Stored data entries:
┌────────

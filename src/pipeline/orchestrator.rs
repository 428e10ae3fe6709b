// file: src/pipeline/orchestrator.rs
// description: sequences the generation stages with per-stage fallback and persistence
// reference: orchestrates the simulation generation workflow

use crate::artifacts::ArtifactStore;
use crate::config::Config;
use crate::error::Result;
use crate::extractor::ResponseExtractor;
use crate::html::{check_minimum_requirements, enforce_minimum_requirements};
use crate::models::payload::ExtractedPayload;
use crate::models::spec::ConceptSpec;
use crate::models::stage::{Stage, StageOutcome, StageResult};
use crate::models::state::{PipelineState, RunStatus};
use crate::models::verdict::{ApprovalPolicy, Verdict};
use crate::pipeline::blueprint::default_blueprint;
use crate::pipeline::progress::{RunProgress, RunStats};
use crate::pipeline::stages;
use crate::provider::CompletionProvider;
use serde_json::{Value, json};
use std::path::{Path, PathBuf};
use tracing::{error, info, warn};

/// Everything a finished run hands back to the caller. The run directory
/// holds an artifact for every stage regardless of how the run went.
#[derive(Debug)]
pub struct RunOutcome {
    pub status: RunStatus,
    pub approved: bool,
    pub html: String,
    pub verdict: Option<Verdict>,
    pub run_dir: PathBuf,
    pub stats: RunStats,
}

/// Drives the fixed stage sequence over one concept spec. Strictly
/// sequential: a stage starts only after the previous stage's artifact is
/// on disk. Failures after spec loading degrade the run instead of
/// aborting it, so a partial artifact set is always available.
pub struct PipelineOrchestrator<P> {
    config: Config,
    provider: P,
    extractor: ResponseExtractor,
    policy: ApprovalPolicy,
    colored_progress: bool,
}

impl<P: CompletionProvider> PipelineOrchestrator<P> {
    pub fn new(config: Config, provider: P) -> Self {
        let extractor = ResponseExtractor::new(config.pipeline.snippet_limit);
        let policy = ApprovalPolicy::new(config.review.score_floor, config.review.mean_floor);

        Self {
            config,
            provider,
            extractor,
            policy,
            colored_progress: true,
        }
    }

    /// Replace the approval rule. The rule is a pure function over the
    /// verdict scores and never touches the network.
    pub fn with_policy(mut self, policy: ApprovalPolicy) -> Self {
        self.policy = policy;
        self
    }

    pub fn with_progress_color(mut self, colored: bool) -> Self {
        self.colored_progress = colored;
        self
    }

    pub async fn run(&self, spec_path: &Path) -> Result<RunOutcome> {
        let spec = ConceptSpec::load(spec_path)?;
        self.run_spec(spec).await
    }

    pub async fn run_spec(&self, spec: ConceptSpec) -> Result<RunOutcome> {
        let concept = spec.concept().to_string();
        let spec_json = spec.to_pretty_json();

        info!("starting generation run for concept: {}", concept);

        let mut store = ArtifactStore::create(&self.config.output.root, &concept)?;
        if self.config.pipeline.save_intermediates {
            store.save_named("spec.json", &spec_json)?;
        }

        let mut state = PipelineState::new(&concept);
        state.iteration = 1;

        let progress = RunProgress::new(self.colored_progress);

        for stage in Stage::SEQUENCE {
            progress.stage_started(stage);

            let result = match stage {
                Stage::Planner => {
                    self.run_planner(&spec, &spec_json, &mut state, &mut store, &progress)
                        .await
                }
                _ => {
                    self.run_best_effort(stage, &spec_json, &mut state, &mut store, &progress)
                        .await
                }
            };

            match &result.outcome {
                StageOutcome::Success(_) => progress.stage_completed(stage),
                StageOutcome::Failure(reason) => {
                    warn!("stage {} failed, continuing: {}", stage, reason);
                    progress.stage_failed(stage);
                }
            }
        }

        let verdict = state.payload(Stage::Review).and_then(Verdict::from_payload);
        let approved = verdict
            .as_ref()
            .map(|v| self.policy.evaluate(&v.scores))
            .unwrap_or(false);
        state.approved = approved;

        let final_html = enforce_minimum_requirements(state.html().unwrap_or_default());
        store.save_named("final_output.html", &final_html)?;

        let verdict_record = json!({
            "approved": approved,
            "verdict": &verdict,
        });
        store.save_named(
            "review_verdict.json",
            &serde_json::to_string_pretty(&verdict_record)?,
        )?;

        store.write_manifest(&concept, approved, state.iteration, &final_html)?;

        progress.finish();
        let stats = progress.stats();
        self.log_summary(&stats, verdict.as_ref(), approved, &final_html);

        Ok(RunOutcome {
            status: RunStatus::Completed { approved },
            approved,
            html: final_html,
            verdict,
            run_dir: store.run_dir().to_path_buf(),
            stats,
        })
    }

    /// Planning is the one stage that must always yield a payload: one
    /// retry of the identical invocation, then a deterministic blueprint
    /// derived from the spec.
    async fn run_planner(
        &self,
        spec: &ConceptSpec,
        spec_json: &str,
        state: &mut PipelineState,
        store: &mut ArtifactStore,
        progress: &RunProgress,
    ) -> StageResult {
        let stage = Stage::Planner;

        let first_error = match self
            .attempt(stage, state, spec_json, store, "raw_response", progress)
            .await
        {
            Ok(payload) => {
                self.save_intermediate_json(store, stage, "blueprint", &payload.to_value());
                state.record(stage, payload.clone());
                info!("blueprint created");
                return StageResult::success(stage, payload);
            }
            Err(err) => err,
        };

        warn!("planner failed, retrying once: {}", first_error);
        self.save_intermediate_text(store, stage, "error", "txt", &first_error.to_string());

        match self
            .attempt(stage, state, spec_json, store, "retry_raw_response", progress)
            .await
        {
            Ok(payload) => {
                self.save_intermediate_json(store, stage, "blueprint", &payload.to_value());
                state.record(stage, payload.clone());
                info!("blueprint created after retry");
                StageResult::success(stage, payload)
            }
            Err(retry_error) => {
                warn!(
                    "planner retry failed, using fallback blueprint: {}",
                    retry_error
                );
                self.save_intermediate_text(
                    store,
                    stage,
                    "retry_error",
                    "txt",
                    &retry_error.to_string(),
                );

                let blueprint = default_blueprint(spec);
                self.save_intermediate_json(
                    store,
                    stage,
                    "blueprint_fallback",
                    &Value::Object(blueprint.clone()),
                );

                let payload = ExtractedPayload::Structured(blueprint);
                state.record(stage, payload.clone());
                progress.planner_defaulted();
                StageResult::success(stage, payload)
            }
        }
    }

    /// Everything after planning degrades on failure: log it, persist the
    /// error as the stage artifact, keep the previous state, move on.
    async fn run_best_effort(
        &self,
        stage: Stage,
        spec_json: &str,
        state: &mut PipelineState,
        store: &mut ArtifactStore,
        progress: &RunProgress,
    ) -> StageResult {
        match self
            .attempt(stage, state, spec_json, store, "raw_response", progress)
            .await
        {
            Ok(payload) => {
                let payload = self.post_process(stage, payload, state);
                self.persist_stage_output(store, stage, &payload);
                state.record(stage, payload.clone());
                StageResult::success(stage, payload)
            }
            Err(err) => {
                self.save_intermediate_text(store, stage, "error", "txt", &err.to_string());
                StageResult::failure(stage, err.to_string())
            }
        }
    }

    async fn attempt(
        &self,
        stage: Stage,
        state: &PipelineState,
        spec_json: &str,
        store: &mut ArtifactStore,
        raw_role: &str,
        progress: &RunProgress,
    ) -> Result<ExtractedPayload> {
        let request = stages::build_request(stage, state, spec_json, &self.config.models);

        progress.provider_call();
        let raw = self.provider.invoke(&request).await?;

        self.save_intermediate_text(store, stage, raw_role, "txt", &raw.flatten());

        let payload = self.extractor.extract(&raw, stage.expected())?;
        Ok(payload)
    }

    /// The bug-fix stage folds its answer back into a repaired document so
    /// later stages review what would actually ship.
    fn post_process(
        &self,
        stage: Stage,
        payload: ExtractedPayload,
        state: &PipelineState,
    ) -> ExtractedPayload {
        if stage == Stage::Creator {
            if let Some(html) = payload
                .as_document()
                .or_else(|| payload.str_field("index.html"))
            {
                for issue in check_minimum_requirements(html) {
                    warn!("creator output issue: {}", issue);
                }
            }
            return payload;
        }

        if stage != Stage::Bugfix {
            return payload;
        }

        if let Some(explanations) = payload
            .as_structured()
            .and_then(|map| map.get("explanations"))
            .and_then(Value::as_array)
        {
            for explanation in explanations.iter().take(3) {
                if let Some(text) = explanation.as_str() {
                    info!("bugfix: {}", text);
                }
            }
        }

        let repaired = payload
            .as_document()
            .or_else(|| payload.str_field("index.html"))
            .or_else(|| state.html())
            .unwrap_or_default();

        ExtractedPayload::Document(enforce_minimum_requirements(repaired))
    }

    fn persist_stage_output(
        &self,
        store: &mut ArtifactStore,
        stage: Stage,
        payload: &ExtractedPayload,
    ) {
        match stage {
            Stage::Creator | Stage::Bugfix | Stage::IncorporateFeedback => {
                let html = payload
                    .as_document()
                    .or_else(|| payload.str_field("index.html"));
                match html {
                    Some(html) => self.save_intermediate_text(store, stage, "output", "html", html),
                    None => self.save_intermediate_json(store, stage, "output", &payload.to_value()),
                }
            }
            _ => self.save_intermediate_json(store, stage, "output", &payload.to_value()),
        }
    }

    fn save_intermediate_text(
        &self,
        store: &mut ArtifactStore,
        stage: Stage,
        role: &str,
        ext: &str,
        content: &str,
    ) {
        if !self.config.pipeline.save_intermediates {
            return;
        }
        if let Err(err) = store.save_stage_text(stage, role, ext, content) {
            error!("failed to persist {} artifact for {}: {}", role, stage, err);
        }
    }

    fn save_intermediate_json(
        &self,
        store: &mut ArtifactStore,
        stage: Stage,
        role: &str,
        value: &Value,
    ) {
        if !self.config.pipeline.save_intermediates {
            return;
        }
        if let Err(err) = store.save_stage_json(stage, role, value) {
            error!("failed to persist {} artifact for {}: {}", role, stage, err);
        }
    }

    fn log_summary(
        &self,
        stats: &RunStats,
        verdict: Option<&Verdict>,
        approved: bool,
        final_html: &str,
    ) {
        info!("=== Generation Run Summary ===");
        info!("Duration: {} seconds", stats.duration_secs);
        info!("Stages run: {}", stats.stages_run);
        info!("Stages failed: {}", stats.stages_failed);
        info!("Stage success rate: {:.0}%", stats.success_rate());
        info!("Provider calls: {}", stats.provider_calls);
        if stats.planner_defaulted {
            info!("Planner used the fallback blueprint");
        }

        if let Some(verdict) = verdict {
            info!("Review scores:");
            for (criterion, score) in &verdict.scores {
                info!("  {}: {}/5", criterion, score);
            }
            info!("Mean score: {:.2}/5.0", verdict.mean_score());
            for change in verdict.required_changes.iter().take(5) {
                info!("Required change: {}", change);
            }
        } else {
            warn!("No review verdict was produced");
        }

        info!("Approved: {}", approved);
        info!("Final HTML size: {} bytes", final_html.len());

        let issues = check_minimum_requirements(final_html);
        if issues.is_empty() {
            info!("All minimum HTML requirements satisfied");
        } else {
            for issue in &issues {
                warn!("Remaining issue: {}", issue);
            }
        }
        info!("==============================");
    }
}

└────────

What you need to do: Where does the string "Option" appear in the records? Copy every line that holds it.

Solution to this exercise:
    pub verdict: Option<Verdict>,
        verdict: Option<&Verdict>,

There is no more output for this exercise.